Allogeneic HSCT is generally recommended as a curative option in patients with genetically verified disease, a family history of HLH, or persistent or reactivated HLH (Seo 2015). In the HLH-94 and HLH-2004 protocols, busulfan-based myeloablative chemotherapy was suggested as a conditioning regimen. However, this conditioning regimen resulted in extensive transplant-related mortality (TRM). Recently, a reduced-intensity conditioning regimen using alemtuzumab (a monoclonal antibody targeting CD52 on mature lymphocytes), fludarabine, and melphalan has improved outcomes and reduced TRM (Marsh et al. 2010).

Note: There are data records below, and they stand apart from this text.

impl SsaBuilder {
    fn fresh(&mut self, name: &str) -> String {
        let n = self.versions.entry(name.to_string()).or_insert(0);
        *n += 1;
        format!("{name}.{n}")
    }

    /// Convert one block. Returns the statements and whether every path
    /// through the block returns; statements after a return are dropped.
    fn block(&mut self, stmts: Vec<Stmt<Expr>>, env: &mut Env) -> JitResult<(Vec<Stmt<Expr>>, bool)> {
        let mut out = Vec::new();
        for stmt in stmts {
            match stmt {
                Stmt::Assign { lhs, rhs } => self.assign(lhs, rhs, env, &mut out)?,
                Stmt::Return(e) => {
                    out.push(Stmt::Return(self.rename(&e, env)?));
                    return Ok((out, true));
                }
                Stmt::If {
                    cond,
                    true_block,
                    false_block,
                    ..
                } => {
                    if self.conditional(cond, true_block, false_block, env, &mut out)? {
                        return Ok((out, true));
                    }
                }
                Stmt::While { cond, body, .. } => self.loop_(cond, body, env, &mut out)?,
            }
        }
        Ok((out, false))
    }

    fn assign(
        &mut self,
        lhs: Lhs<Expr>,
        rhs: Expr,
        env: &mut Env,
        out: &mut Vec<Stmt<Expr>>,
    ) -> JitResult<()> {
        let rhs = self.rename(&rhs, env)?;
        match lhs {
            Lhs::Var(name) => {
                if rhs.is_atom() {
                    env.insert(name, rhs);
                } else {
                    let version = self.fresh(&name);
                    out.push(Stmt::assign(version.clone(), rhs));
                    env.insert(name, Expr::Var(version));
                }
            }
            Lhs::Index { value, index } => {
                let lhs = Lhs::Index {
                    value: self.rename(&value, env)?,
                    index: self.rename(&index, env)?,
                };
                out.push(Stmt::Assign { lhs, rhs });
            }
            pattern @ Lhs::Tuple(_) => {
                let reads = env.clone();
                let lhs = self.bind_pattern(pattern, &reads, env)?;
                out.push(Stmt::Assign { lhs, rhs });
            }
        }
        Ok(())
    }

    fn bind_pattern(&mut self, lhs: Lhs<Expr>, reads: &Env, env: &mut Env) -> JitResult<Lhs<Expr>> {
        Ok(match lhs {
            Lhs::Var(name) => {
                let version = self.fresh(&name);
                env.insert(name, Expr::Var(version.clone()));
                Lhs::Var(version)
            }
            Lhs::Tuple(elts) => Lhs::Tuple(
                elts.into_iter()
                    .map(|e| self.bind_pattern(e, reads, env))
                    .collect::<JitResult<Vec<_>>>()?,
            ),
            Lhs::Index { value, index } => Lhs::Index {
                value: self.rename(&value, reads)?,
                index: self.rename(&index, reads)?,
            },
        })
    }

    /// Returns true when both branches return.
    fn conditional(
        &mut self,
        cond: Expr,
        true_block: Vec<Stmt<Expr>>,
        false_block: Vec<Stmt<Expr>>,
        env: &mut Env,
        out: &mut Vec<Stmt<Expr>>,
    ) -> JitResult<bool> {
        let cond = self.rename(&cond, env)?;
        let mut env_t = env.clone();
        let (true_block, t_returns) = self.block(true_block, &mut env_t)?;
        let mut env_f = env.clone();
        let (false_block, f_returns) = self.block(false_block, &mut env_f)?;

        let mut merge = Vec::new();
        match (t_returns, f_returns) {
            (true, true) => {}
            (false, false) => {
                let names: BTreeSet<&String> = env_t.keys().filter(|k| env_f.contains_key(*k)).collect();
                for name in names {
                    let (left, right) = (&env_t[name], &env_f[name]);
                    if left == right {
                        env.insert(name.clone(), left.clone());
                        continue;
                    }
                    let result = self.fresh(name);
                    merge.push(Phi::new(result.clone(), left.clone(), right.clone()));
                    env.insert(name.clone(), Expr::Var(result));
                }
            }
            (t, _) => {
                // only the surviving branch reaches the join
                let live = if t { &env_f } else { &env_t };
                let names: BTreeSet<&String> = live.keys().collect();
                for name in names {
                    let value = &live[name];
                    if env.get(name) == Some(value) {
                        continue;
                    }
                    if matches!(value, Expr::Const(_)) {
                        env.insert(name.clone(), value.clone());
                        continue;
                    }
                    let result = self.fresh(name);
                    merge.push(Phi::new(result.clone(), value.clone(), value.clone()));
                    env.insert(name.clone(), Expr::Var(result));
                }
            }
        }

        out.push(Stmt::If {
            cond,
            true_block,
            false_block,
            merge,
        });
        Ok(t_returns && f_returns)
    }

    fn loop_(
        &mut self,
        cond: Expr,
        body: Vec<Stmt<Expr>>,
        env: &mut Env,
        out: &mut Vec<Stmt<Expr>>,
    ) -> JitResult<()> {
        let mut assigned = BTreeSet::new();
        assigned_names(&body, &mut assigned);
        let carried: Vec<String> = assigned.into_iter().filter(|n| env.contains_key(n)).collect();

        let mut headers = Vec::with_capacity(carried.len());
        for name in &carried {
            let header = self.fresh(name);
            let init = env[name].clone();
            env.insert(name.clone(), Expr::Var(header.clone()));
            headers.push((name, header, init));
        }

        let cond = self.rename(&cond, env)?;
        let mut env_body = env.clone();
        let (mut body, body_returns) = self.block(body, &mut env_body)?;

        let header_names: HashSet<String> = headers.iter().map(|(_, h, _)| h.clone()).collect();
        let mut merge_before = Vec::with_capacity(headers.len());
        let mut merge_after = Vec::with_capacity(headers.len());
        for (name, header, init) in headers {
            let back = match &env_body[name] {
                _ if body_returns => Expr::Var(header.clone()),
                // the back-edge copy overwrites other headers before the
                // exit merge reads them
                Expr::Var(v) if *v != header && header_names.contains(v) => {
                    let pinned = self.fresh(name);
                    body.push(Stmt::assign(pinned.clone(), Expr::Var(v.clone())));
                    Expr::Var(pinned)
                }
                value => value.clone(),
            };
            let exit = self.fresh(name);
            merge_before.push(Phi::new(header, init.clone(), back.clone()));
            merge_after.push(Phi::new(exit.clone(), init, back));
            env.insert(name.clone(), Expr::Var(exit));
        }

        out.push(Stmt::While {
            cond,
            body,
            merge_before,
            merge_after,
        });
        Ok(())
    }

    fn rename(&self, expr: &Expr, env: &Env) -> JitResult<Expr> {
        let r = |e: &Expr| self.rename(e, env);
        let rb = |e: &Expr| self.rename(e, env).map(Box::new);
        let ropt = |e: &Option<Box<Expr>>| e.as_deref().map(|e| rb(e)).transpose();
        let rall = |es: &[Expr]| es.iter().map(|e| self.rename(e, env)).collect::<JitResult<Vec<_>>>();
        Ok(match expr {
            Expr::Var(name) => env
                .get(name)
                .cloned()
                .ok_or_else(|| JitError::UnboundVariable(format!("{name} (in `{}`)", self.function)))?,
            Expr::Const(_) | Expr::FnRef(_) => expr.clone(),
            Expr::Tuple(elts) => Expr::Tuple(rall(elts)?),
            Expr::TupleProj { tuple, index } => Expr::TupleProj {
                tuple: rb(tuple)?,
                index: *index,
            },
            Expr::Array(elts) => Expr::Array(rall(elts)?),
            Expr::Range { start, stop, step } => Expr::Range {
                start: rb(start)?,
                stop: rb(stop)?,
                step: rb(step)?,
            },
            Expr::Slice { start, stop, step } => Expr::Slice {
                start: ropt(start)?,
                stop: ropt(stop)?,
                step: ropt(step)?,
            },
            Expr::Fill { shape, value } => Expr::Fill {
                shape: rb(shape)?,
                value: rb(value)?,
            },
            Expr::Index { value, index } => Expr::Index {
                value: rb(value)?,
                index: rb(index)?,
            },
            Expr::BinOp { op, left, right } => Expr::BinOp {
                op: *op,
                left: rb(left)?,
                right: rb(right)?,
            },
            Expr::UnaryOp { op, operand } => Expr::UnaryOp {
                op: *op,
                operand: rb(operand)?,
            },
            Expr::Len(e) => Expr::Len(rb(e)?),
            Expr::Shape(e) => Expr::Shape(rb(e)?),
            Expr::Closure { func, args } => Expr::Closure {
                func: func.clone(),
                args: rall(args)?,
            },
            Expr::Call { func, args } => Expr::Call {
                func: rb(func)?,
                args: Box::new(args.try_map(r)?),
            },
            Expr::Map { func, args, axis } => Expr::Map {
                func: rb(func)?,
                args: rall(args)?,
                axis: *axis,
            },
        })
    }
}
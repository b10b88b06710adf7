//! Index elimination.
//!
//! Replaces reads `x[i]` of arrays whose contents are statically known by
//! the element itself: a constant for fills and literal arrays, and
//! `start + i * step` for ranges. Non-literal indices into a range are
//! assumed to be in bounds.

use super::OptimizationPass;
use crate::analysis::{array_knowledge, array_values::knowledge_of, ArrayKnowledge, ArrayValues};
use crate::error::JitResult;
use crate::ir::visit::for_each_expr_mut;
use crate::ir::{BinOp, Const, TypedExpr, TypedExprKind, TypedFn};
use crate::types::JitType;
use log::trace;

/// Rewrites reads from known arrays into scalar expressions
#[derive(Debug, Default)]
pub struct IndexElimination;

impl IndexElimination {
    pub fn new() -> Self {
        Self
    }
}

impl OptimizationPass for IndexElimination {
    fn name(&self) -> &str {
        "index_elimination"
    }

    fn optimize_function(&self, func: &mut TypedFn) -> JitResult<usize> {
        let known = array_knowledge(func);
        if known.is_empty() {
            return Ok(0);
        }
        let mut changes = 0;
        for_each_expr_mut(&mut func.body, &mut |expr: &mut TypedExpr| {
            expr.rewrite(&mut |e: &mut TypedExpr| {
                if let Some(replacement) = eliminate(e, &known) {
                    trace!("index_elimination: replaced an index of type {}", e.ty);
                    *e = replacement;
                    changes += 1;
                }
            })
        });
        Ok(changes)
    }
}

fn is_int_scalar(expr: &TypedExpr) -> bool {
    matches!(&expr.ty, JitType::Scalar(kind) if kind.is_int())
}

fn literal_int(expr: &TypedExpr) -> Option<i64> {
    match expr.as_const()? {
        Const::Int(i) => Some(i),
        _ => None,
    }
}

/// Replacement for `expr` if it reads a known array
fn eliminate(expr: &TypedExpr, known: &ArrayValues) -> Option<TypedExpr> {
    let TypedExprKind::Index { value, index } = &expr.kind else {
        return None;
    };
    if !expr.ty.is_scalar() {
        return None;
    }
    match knowledge_of(value, known)? {
        ArrayKnowledge::ConstValue { value, rank } => {
            let full = match &index.kind {
                TypedExprKind::Tuple(elts) => {
                    elts.len() == rank && elts.iter().all(is_int_scalar)
                }
                _ => rank == 1 && is_int_scalar(index),
            };
            full.then(|| TypedExpr::new(TypedExprKind::Const(value), expr.ty.clone()))
        }
        ArrayKnowledge::ConstElts(elts) => {
            let i = literal_int(index)?;
            let n = elts.len() as i64;
            let j = if i < 0 { i + n } else { i };
            if !(0..n).contains(&j) {
                return None;
            }
            Some(TypedExpr::new(
                TypedExprKind::Const(elts[j as usize]),
                expr.ty.clone(),
            ))
        }
        ArrayKnowledge::Range { start, step } => {
            if !is_int_scalar(index) || literal_int(index).is_some_and(|i| i < 0) {
                return None;
            }
            range_element(start, (**index).clone(), step)
        }
    }
}

/// `start + index * step`, folded where the operands are literals; `None`
/// when folding the literals overflows
fn range_element(start: TypedExpr, index: TypedExpr, step: TypedExpr) -> Option<TypedExpr> {
    let folded_offset = match (literal_int(&index), literal_int(&step)) {
        (Some(i), Some(s)) => Some(i.checked_mul(s)?),
        _ => None,
    };
    Some(match (literal_int(&start), folded_offset) {
        (Some(s), Some(offset)) => TypedExpr::int(s.checked_add(offset)?),
        (_, Some(offset)) => TypedExpr::binop(BinOp::Add, start, TypedExpr::int(offset), JitType::INT64),
        _ => TypedExpr::binop(
            BinOp::Add,
            start,
            TypedExpr::binop(BinOp::Mult, index, step, JitType::INT64),
            JitType::INT64,
        ),
    })
}

#[cfg(test)]
mod tests {
    use super::*;
    use crate::ir::{Stmt, TypedFnId};
    use crate::types::ScalarKind;
    use pretty_assertions::assert_eq;
    use std::collections::BTreeMap;

    fn function(body: Vec<crate::ir::Stmt<TypedExpr>>, writes_memory: bool) -> TypedFn {
        TypedFn {
            id: TypedFnId(0),
            name: "f_0".to_string(),
            untyped: "f".to_string(),
            params: vec!["n".to_string(), "i".to_string()],
            input_types: vec![JitType::INT64, JitType::INT64],
            type_env: BTreeMap::new(),
            body,
            return_type: JitType::INT64,
            writes_memory,
        }
    }

    fn index(array: &str, ty: JitType, idx: TypedExpr, elt: JitType) -> TypedExpr {
        TypedExpr::new(
            TypedExprKind::Index {
                value: Box::new(TypedExpr::var(array, ty)),
                index: Box::new(idx),
            },
            elt,
        )
    }

    fn vec_ty() -> JitType {
        JitType::array(ScalarKind::Int64, 1)
    }

    fn returned(f: &TypedFn) -> &TypedExpr {
        match f.body.last() {
            Some(Stmt::Return(e)) => e,
            other => panic!("expected a return, got {other:?}"),
        }
    }

    #[test]
    fn test_literal_array_element() {
        let lit = TypedExpr::new(
            TypedExprKind::Array(vec![TypedExpr::int(10), TypedExpr::int(20), TypedExpr::int(30)]),
            vec_ty(),
        );
        let mut f = function(
            vec![
                Stmt::assign("a", lit),
                Stmt::Return(index("a", vec_ty(), TypedExpr::int(-1), JitType::INT64)),
            ],
            false,
        );
        assert_eq!(IndexElimination::new().optimize_function(&mut f).unwrap(), 1);
        assert_eq!(returned(&f), &TypedExpr::int(30));
    }

    #[test]
    fn test_out_of_range_literal_kept() {
        let lit = TypedExpr::new(TypedExprKind::Array(vec![TypedExpr::int(1)]), vec_ty());
        let mut f = function(
            vec![
                Stmt::assign("a", lit),
                Stmt::Return(index("a", vec_ty(), TypedExpr::int(3), JitType::INT64)),
            ],
            false,
        );
        assert_eq!(IndexElimination::new().optimize_function(&mut f).unwrap(), 0);
    }

    #[test]
    fn test_fill_with_full_index() {
        let mat = JitType::array(ScalarKind::Float64, 2);
        let fill = TypedExpr::new(
            TypedExprKind::Fill {
                shape: Box::new(TypedExpr::tuple(vec![TypedExpr::int(2), TypedExpr::int(3)])),
                value: Box::new(TypedExpr::constant(Const::Float(1.5))),
            },
            mat.clone(),
        );
        let idx = TypedExpr::tuple(vec![
            TypedExpr::var("i", JitType::INT64),
            TypedExpr::int(0),
        ]);
        let mut f = function(
            vec![
                Stmt::assign("m", fill),
                Stmt::Return(index("m", mat, idx, JitType::FLOAT64)),
            ],
            false,
        );
        assert_eq!(IndexElimination::new().optimize_function(&mut f).unwrap(), 1);
        assert_eq!(returned(&f), &TypedExpr::constant(Const::Float(1.5)));
    }

    #[test]
    fn test_range_with_symbolic_index() {
        let range = TypedExpr::new(
            TypedExprKind::Range {
                start: Box::new(TypedExpr::int(5)),
                stop: Box::new(TypedExpr::var("n", JitType::INT64)),
                step: Box::new(TypedExpr::int(2)),
            },
            vec_ty(),
        );
        let mut f = function(
            vec![
                Stmt::assign("r", range),
                Stmt::Return(index(
                    "r",
                    vec_ty(),
                    TypedExpr::var("i", JitType::INT64),
                    JitType::INT64,
                )),
            ],
            false,
        );
        IndexElimination::new().optimize_function(&mut f).unwrap();
        let expected = TypedExpr::binop(
            BinOp::Add,
            TypedExpr::int(5),
            TypedExpr::binop(
                BinOp::Mult,
                TypedExpr::var("i", JitType::INT64),
                TypedExpr::int(2),
                JitType::INT64,
            ),
            JitType::INT64,
        );
        assert_eq!(returned(&f), &expected);
    }

    #[test]
    fn test_constant_range_folds() {
        let range = TypedExpr::new(
            TypedExprKind::Range {
                start: Box::new(TypedExpr::int(5)),
                stop: Box::new(TypedExpr::int(100)),
                step: Box::new(TypedExpr::int(2)),
            },
            vec_ty(),
        );
        let mut f = function(
            vec![
                Stmt::assign("r", range),
                Stmt::Return(index("r", vec_ty(), TypedExpr::int(3), JitType::INT64)),
            ],
            false,
        );
        IndexElimination::new().optimize_function(&mut f).unwrap();
        assert_eq!(returned(&f), &TypedExpr::int(11));
    }

    #[test]
    fn test_overflowing_range_fold_kept() {
        let range = TypedExpr::new(
            TypedExprKind::Range {
                start: Box::new(TypedExpr::int(1)),
                stop: Box::new(TypedExpr::int(i64::MAX)),
                step: Box::new(TypedExpr::int(i64::MAX / 2)),
            },
            vec_ty(),
        );
        let original = index("r", vec_ty(), TypedExpr::int(3), JitType::INT64);
        let mut f = function(
            vec![Stmt::assign("r", range), Stmt::Return(original.clone())],
            false,
        );
        assert_eq!(IndexElimination::new().optimize_function(&mut f).unwrap(), 0);
        assert_eq!(returned(&f), &original);
    }

    #[test]
    fn test_writing_function_untouched() {
        let lit = TypedExpr::new(TypedExprKind::Array(vec![TypedExpr::int(1)]), vec_ty());
        let mut f = function(
            vec![
                Stmt::assign("a", lit),
                Stmt::Return(index("a", vec_ty(), TypedExpr::int(0), JitType::INT64)),
            ],
            true,
        );
        assert_eq!(IndexElimination::new().optimize_function(&mut f).unwrap(), 0);
    }
}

Some patients with refractory, progressive disease may require salvage or alternative therapeutic approaches. However, the evidence supporting effective salvage therapy is minimal (Marsh et al. 2016). ATG can be used as either a first-line or second-line therapy. Alemtuzumab is suggested to play a therapeutic role in the treatment of refractory HLH . Rituximab, which targets CD20+ B cells, is reportedly efficacious in EBV-associated HLH and XLP. The use of anakinra (a recombinant human interleukin-1 receptor antagonist) is also reported in patients with rheumatologic/autoimmune disorder-associated HLH or macrophage activation syndrome. The IFN-γ blocking monoclonal antibody emapalumab is a promising novel agent that is expected to have a putative therapeutic role as frontline therapy or salvage therapy (Filipovich and Chandrakasan 2015).

In summary, HLH is a hyperinflammatory syndrome that can be caused either by known genetic abnormalities (primary HLH) or may be triggered by infection, cancer, or autoimmune disease in patients with no known genetic cause (secondary HLH). Because initial presentations may be nonspecific, high-suspicion and systematic clinical, immunologic , and genetic work-ups are required. Prompt initiation of proper treatment is mandatory for survival. Considerable progress has been made exploring the molecular/immunologic drivers of HLH pathophysiology and managing HLH treatment. Future directions include identifying improved biomarkers or diagnostic/prognostic markers, establishing better methods of genetic screening, and introducing novel targeted agents.

End-of-Chapter Questions

  1. 1.

    Describe the diagnostic criteria of HLH, and explain why each component occurs in patients with HLH.

  2. 2.

    Describe the perforin/granzyme pathway of immune effector cells and the genetic mutations that cause primary HLH.

  3. 3.

    What kind of triggers or conditions can be associated with secondary HLH?

  4. 4.

    Explain the goals of HLH treatment according to the pathophysiology of HLH.

  5. 5.

    What are the differences in the treatment strategies between primary and secondary HLH?